Date of Award

12-2002

Degree Name

Master of Arts

Department

Sociology

First Advisor

Dr. Ronald C. Kramer

Second Advisor

Dr. Douglas Davidson

Third Advisor

Dr. Charles Crawford

Access Setting

Masters Thesis-Open Access

Abstract

This thesis elaborates on the nature and scale of state-corporate crime in the Lincoln Savings & Loan Scandal. It provides an account of a political history of the savings and loan industry, the effect of economic deregulation, and the Garn-St. Germain deregulation legislation in the 1980s, which produced the criminogenic (conducive to crime) environment in the savings and loan industry.

This case study supports the hypothesis that criminal behavior at the organizational level results from a coincidence of pressure for goal attainment, availability and perceived attractiveness of illegitimate means, and an absence of effective social control.
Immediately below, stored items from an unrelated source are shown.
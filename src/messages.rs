// Message types for the runtime

use serde::{Deserialize, Serialize};

/// 3-vector as carried by geometry_msgs/Twist
#[derive(Debug, Clone, Copy, Default, PartialEq, Serialize, Deserialize)]
#[serde(default)]
pub struct Vector3 {
    pub x: f64,
    pub y: f64,
    pub z: f64,
}

// Wire message published on cmd_vel
// Missing components read as zero, unknown fields are ignored
#[derive(Debug, Clone, Copy, Default, PartialEq, Serialize, Deserialize)]
#[serde(default)]
pub struct Twist {
    pub linear: Vector3,
    pub angular: Vector3,
}

/// The two Twist components the drivetrain consumes
#[derive(Debug, Clone, Copy, Default, PartialEq)]
pub struct VelocityCommand {
    pub linear_x: f64,
    pub angular_z: f64,
}

impl VelocityCommand {
    pub fn new(linear_x: f64, angular_z: f64) -> Self {
        Self {
            linear_x,
            angular_z,
        }
    }
}

impl From<&Twist> for VelocityCommand {
    fn from(twist: &Twist) -> Self {
        Self {
            linear_x: twist.linear.x,
            angular_z: twist.angular.z,
        }
    }
}

/// Decode a JSON Twist payload into a command
pub fn decode_command(payload: &[u8]) -> Result<VelocityCommand, serde_json::Error> {
    let twist: Twist = serde_json::from_slice(payload)?;
    Ok(VelocityCommand::from(&twist))
}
Therefore, the Lincoln Savings & Loan Scandal represents an example of state-corporate crime in which the pursuit of profit by a corporation along with the failure of state agency to effectively monitor Lincoln Savings & Loan Association, which resulted in a host of criminal activities. Thus, given an integrated theoretical framework, an analysis of state-corporate crime can be integrated through three major theoretical approaches to measure the empirical support for state-corporate crime and the theoretical interpretation of organizational misconduct.